Nothing
#' Structured subsampling for regression
#'
#' @description The function \code{\link{PrInDTRstruc}} applies structured subsampling for finding an optimal subsample to model
#' the relationship between the continuous variable 'regname' and all other factor and numerical variables
#' in the data frame 'datain' by means of 'M' repetitions of subsampling from a substructure and 'N' repetitions of subsampling from the predictors.
#' The optimization citerion is the goodness of fit R2 on the validation sample 'valdat' (default = 'datain').
#' The trees generated from undersampling can be restricted by not accepting trees
#' including split results specified in the character strings of the vector 'ctestv'.\cr
#' The substructure of the observations used for subsampling is specified by the list 'Struc' which consists of the factor variable 'name' representing the substructure,
#' the name 'check' of the factor variable with the information about the categories of the substructure, and the matrix 'labs' which specifies the values of 'check'
#' corresponding to two categories in its rows, i.e. in 'labs[1,]' and 'labs[2,]'. The names of the categories have to be specified by \code{rownames(labs)}.\cr
#' In structured subsampling, 'M' repetitions of subsampling of the variable 'name' with 'Mit' different elements of each category in 'check' are realized. If 'Mit' is a list, each entry is employed individually. If 'Mit' is larger than the maximum available number of elements with a certain value of 'check', the maximum possible number of elements is used.\cr
#' The number of predictors 'Pit' to be included in the model and the number of elements of the substructure 'Mit' have to be specified (lists allowed).\cr
#' The percentages of involved observations and predictors can be controlled by the parameters 'pobs' and 'ppre', respectively.\cr
#' The parameter 'Struc' is needed for all versions of subsampling except "b". Four different versions of structured subsampling exist:\cr
#' a) just of the elements in the substructure with parameters 'M' and 'Mit',\cr
#' b) just of the predictors with parameters 'N' and 'Pit',\cr
#' c) of the predictors and for each subset of predictors subsampling of the elements of the substructure with parameters 'M', 'N', 'Mit', 'Pit', 'pobs', and 'ppre', and\cr
#' d) of the elements of the substructure and for each of these subsets subsampling of the predictors with the same parameters as version c).\cr
#' The parameters 'conf.level', 'minsplit', and 'minbucket' can be used to control the size of the trees.\cr
#' Besides the maximal R2, the minimal MAE (Mean Absolute Error) is reported. \cr\cr
#' Repeated measurements can also be handled by this function (indrep=1).
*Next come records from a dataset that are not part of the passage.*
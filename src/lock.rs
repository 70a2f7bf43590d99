//! Lock helpers that recover from poisoning instead of propagating a panic

use std::sync::{Mutex, MutexGuard, RwLock, RwLockReadGuard, RwLockWriteGuard};

use tracing::warn;

pub(crate) fn read_lock<'a, T>(lock: &'a RwLock<T>, op: &'static str) -> RwLockReadGuard<'a, T> {
    lock.read().unwrap_or_else(|poisoned| {
        warn!(op, lock_kind = "rwlock.read", "Recovered from poisoned lock");
        poisoned.into_inner()
    })
}

pub(crate) fn write_lock<'a, T>(lock: &'a RwLock<T>, op: &'static str) -> RwLockWriteGuard<'a, T> {
    lock.write().unwrap_or_else(|poisoned| {
        warn!(op, lock_kind = "rwlock.write", "Recovered from poisoned lock");
        poisoned.into_inner()
    })
}

pub(crate) fn mutex_lock<'a, T>(lock: &'a Mutex<T>, op: &'static str) -> MutexGuard<'a, T> {
    lock.lock().unwrap_or_else(|poisoned| {
        warn!(op, lock_kind = "mutex.lock", "Recovered from poisoned lock");
        poisoned.into_inner()
    })
}
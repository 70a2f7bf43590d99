//! stalecache - stale-while-revalidate HTTP cache
//!
//! Runs requests through a generation-tagged cache: stored responses are
//! served immediately and refreshed in the background before the process
//! exits.

use std::error::Error;

use clap::Parser;
use futures::future::join_all;
use tracing::warn;

use stalecache::cache::{CacheStorage, DiskStorage, MemoryStorage, RequestDescriptor};
use stalecache::cli::{Cli, Command, StartupConfig, StorageChoice};
use stalecache::fetch::HttpFetcher;
use stalecache::github::{GithubClient, RepoDirectory};
use stalecache::interceptor::{Interceptor, Outcome};
use stalecache::telemetry;

type AppInterceptor<S> = Interceptor<HttpFetcher, S>;

#[tokio::main]
async fn main() -> Result<(), Box<dyn Error>> {
    let cli = Cli::parse();

    let config = match StartupConfig::from_cli(&cli) {
        Ok(config) => config,
        Err(e) => {
            eprintln!("Error: {}", e);
            std::process::exit(2);
        }
    };

    telemetry::init(cli.log_format)?;

    let fetcher = HttpFetcher::with_timeout(config.timeout)?;
    let result = match config.storage {
        StorageChoice::Memory => {
            let interceptor = Interceptor::new(config.interceptor, fetcher, MemoryStorage::new());
            run(cli.command, interceptor).await
        }
        StorageChoice::Disk(root) => {
            let interceptor =
                Interceptor::new(config.interceptor, fetcher, DiskStorage::with_dir(root));
            run(cli.command, interceptor).await
        }
    };

    if let Err(e) = result {
        eprintln!("Error: {}", e);
        std::process::exit(1);
    }
    Ok(())
}

/// Runs a command, then waits for every refresh it scheduled even if it failed
async fn run<S: CacheStorage>(
    command: Command,
    interceptor: AppInterceptor<S>,
) -> Result<(), Box<dyn Error>> {
    let result = execute(command, &interceptor).await;
    interceptor.wait_idle().await;
    result
}

async fn execute<S: CacheStorage>(
    command: Command,
    interceptor: &AppInterceptor<S>,
) -> Result<(), Box<dyn Error>> {
    match command {
        Command::Fetch { urls, body } => fetch_urls(interceptor, &urls, body).await?,
        Command::Show { url } => show(interceptor, &url).await?,
        Command::Generations => {
            let current = interceptor.generation().name();
            for name in interceptor.store().generations().await? {
                let marker = if name == current { "*" } else { " " };
                println!("{} {}", marker, name);
            }
        }
        Command::Sweep => {
            interceptor.install();
            let cleared = interceptor.activate().await?;
            if cleared.is_empty() {
                println!("No old generations to clear");
            }
            for name in cleared {
                println!("Cleared {}", name);
            }
        }
        Command::Repos {
            user,
            per_page,
            page,
        } => {
            let client = GithubClient::new(interceptor.clone())?;
            for repo in client.user_repos(&user, per_page, page).await? {
                println!("{}", repo.full_name);
            }
        }
        Command::Contents { owner, repo, path } => {
            let client = GithubClient::new(interceptor.clone())?;
            let root = RepoDirectory {
                owner,
                repo,
                name: String::new(),
                path: String::new(),
            };
            for dir in client.directories(&root, &path).await? {
                println!("{}/", dir.path);
            }
            for file in client.files(&root, &path).await? {
                println!("{}", file.path);
            }
        }
    }
    Ok(())
}

/// Fetches every URL concurrently and prints one line (or the body) per URL
async fn fetch_urls<S: CacheStorage>(
    interceptor: &AppInterceptor<S>,
    urls: &[String],
    print_body: bool,
) -> Result<(), Box<dyn Error>> {
    let results = join_all(urls.iter().map(|url| async move {
        let request = match RequestDescriptor::parse_get(url) {
            Ok(request) => request,
            Err(e) => return Err(e.to_string()),
        };
        interceptor
            .handle(request)
            .await
            .map_err(|e| e.to_string())
    }))
    .await;

    let mut failed = 0;
    for (url, result) in urls.iter().zip(results) {
        match result {
            Ok(served) => {
                if print_body {
                    println!("{}", served.response.text());
                } else {
                    let outcome = match served.outcome {
                        Outcome::Hit => "hit",
                        Outcome::Miss => "miss",
                    };
                    println!(
                        "{} {} {} bytes {} {}",
                        served.response.status.as_u16(),
                        outcome,
                        served.response.body.len(),
                        served.response.header("content-type").unwrap_or("-"),
                        url
                    );
                }
            }
            Err(e) => {
                warn!("Failed to fetch {}: {}", url, e);
                eprintln!("{}: {}", url, e);
                failed += 1;
            }
        }
    }

    if failed > 0 {
        return Err(format!("{} of {} requests failed", failed, urls.len()).into());
    }
    Ok(())
}

/// Prints the stored response for `url` in the current generation
async fn show<S: CacheStorage>(
    interceptor: &AppInterceptor<S>,
    url: &str,
) -> Result<(), Box<dyn Error>> {
    let request = RequestDescriptor::parse_get(url)?;
    let partition = interceptor.store().open(&interceptor.generation()).await?;

    match partition.get(&request).await? {
        Some(snapshot) => {
            println!("{} {}", snapshot.status.as_u16(), snapshot.url);
            println!("fetched-at: {}", snapshot.fetched_at.to_rfc3339());
            for (name, value) in &snapshot.headers {
                println!("{}: {}", name, value);
            }
            println!();
            println!("{}", snapshot.text());
            Ok(())
        }
        None => Err(format!("{} is not cached in {}", url, partition.name()).into()),
    }
}
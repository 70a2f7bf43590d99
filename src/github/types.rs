//! GitHub API types
//!
//! Records returned by the read-only repository browsing endpoints.

use serde::{Deserialize, Serialize};

/// Repository owned by a user
#[derive(Debug, Clone, PartialEq, Eq, Serialize, Deserialize)]
pub struct Repository {
    pub owner: String,
    pub name: String,
    pub full_name: String,
}

/// Directory inside a repository
#[derive(Debug, Clone, PartialEq, Eq, Serialize, Deserialize)]
pub struct RepoDirectory {
    pub owner: String,
    pub repo: String,
    pub name: String,
    /// Path from the repository root
    pub path: String,
}

/// File inside a repository
#[derive(Debug, Clone, PartialEq, Eq, Serialize, Deserialize)]
pub struct RepoFile {
    pub name: String,
    pub path: String,
    pub download_url: Option<String>,
}

/// Kind of an entry in a contents listing
#[derive(Debug, Clone, Copy, PartialEq, Eq, Serialize, Deserialize)]
#[serde(rename_all = "lowercase")]
pub enum ContentKind {
    File,
    Dir,
    Symlink,
    Submodule,
    #[serde(other)]
    Other,
}

/// Raw entry of `GET /repos/{owner}/{repo}/contents/{path}`
#[derive(Debug, Clone, PartialEq, Eq, Serialize, Deserialize)]
pub struct ContentEntry {
    pub name: String,
    pub path: String,
    #[serde(rename = "type")]
    pub kind: ContentKind,
    #[serde(default)]
    pub download_url: Option<String>,
}

impl From<ContentEntry> for RepoFile {
    fn from(entry: ContentEntry) -> Self {
        Self {
            name: entry.name,
            path: entry.path,
            download_url: entry.download_url,
        }
    }
}

/// Repository payload as returned by the API
#[derive(Debug, Clone, Deserialize)]
pub(crate) struct RepositoryPayload {
    pub name: String,
    pub full_name: String,
}

/// Something whose contents can be listed: a repository or a directory in it
pub trait ContentRoot {
    fn owner(&self) -> &str;
    fn repo(&self) -> &str;
    /// Path of the root inside the repository; empty for the repository itself
    fn base_path(&self) -> &str;

    /// Joins `path` onto this root, skipping empty segments
    fn join(&self, path: &str) -> String {
        self.base_path()
            .split('/')
            .chain(path.split('/'))
            .filter(|segment| !segment.is_empty())
            .collect::<Vec<_>>()
            .join("/")
    }
}

impl ContentRoot for Repository {
    fn owner(&self) -> &str {
        &self.owner
    }

    fn repo(&self) -> &str {
        &self.name
    }

    fn base_path(&self) -> &str {
        ""
    }
}

impl ContentRoot for RepoDirectory {
    fn owner(&self) -> &str {
        &self.owner
    }

    fn repo(&self) -> &str {
        &self.repo
    }

    fn base_path(&self) -> &str {
        &self.path
    }
}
They are multiple measurements of the same variable taken on the same subjects (or objects) either under different conditions
#' or over two or more time periods.\cr
#' The variable with the repeatedly observed subjects (or objects) is assumed to be 'name' in 'Struc'.\cr
#' The measure MAE is split according to the values of 'name'.
#'
#' @usage PrInDTRstruc(datain,regname,ctestv=NA,Struc=NA,vers="d",M=NA,Mit=NA,N=99,Pit=NA,
#' pobs=c(0.9,0.7),ppre=c(0.9,0.7),conf.level=0.95,minsplit=NA,minbucket=NA,
#' valdat=datain,indrep=0)
#'
#' @param datain Input data frame with continuous target variable 'regname' and the\cr
#' influential variables, which need to be factors or numericals (transform logicals and character variables to factors)
#' @param regname Name of target variable (character)
#' @param ctestv Vector of character strings of forbidden split results;\cr
#' Example: ctestv <- rbind('variable1 == \{value1, value2\}','variable2 <= value3'), where
#' character strings specified in 'value1', 'value2' are not allowed as results of a splitting operation in variable 1 in a tree.\cr
#' For restrictions of the type 'variable <= xxx', all split results in a tree are excluded with 'variable <= yyy' and yyy <= xxx.\cr
#' Trees with split results specified in 'ctestv' are not accepted during optimization.\cr
#' A concrete example is: 'ctestv <- rbind('ETH == \{C2a, C1a\}','AGE <= 20')' for variables 'ETH' and 'AGE' and values 'C2a','C1a', and '20';\cr
#' If no restrictions exist, the default = NA is used.
#' @param Struc = list(name,check,labs), cf. description for explanations; Struc not needed for vers="b"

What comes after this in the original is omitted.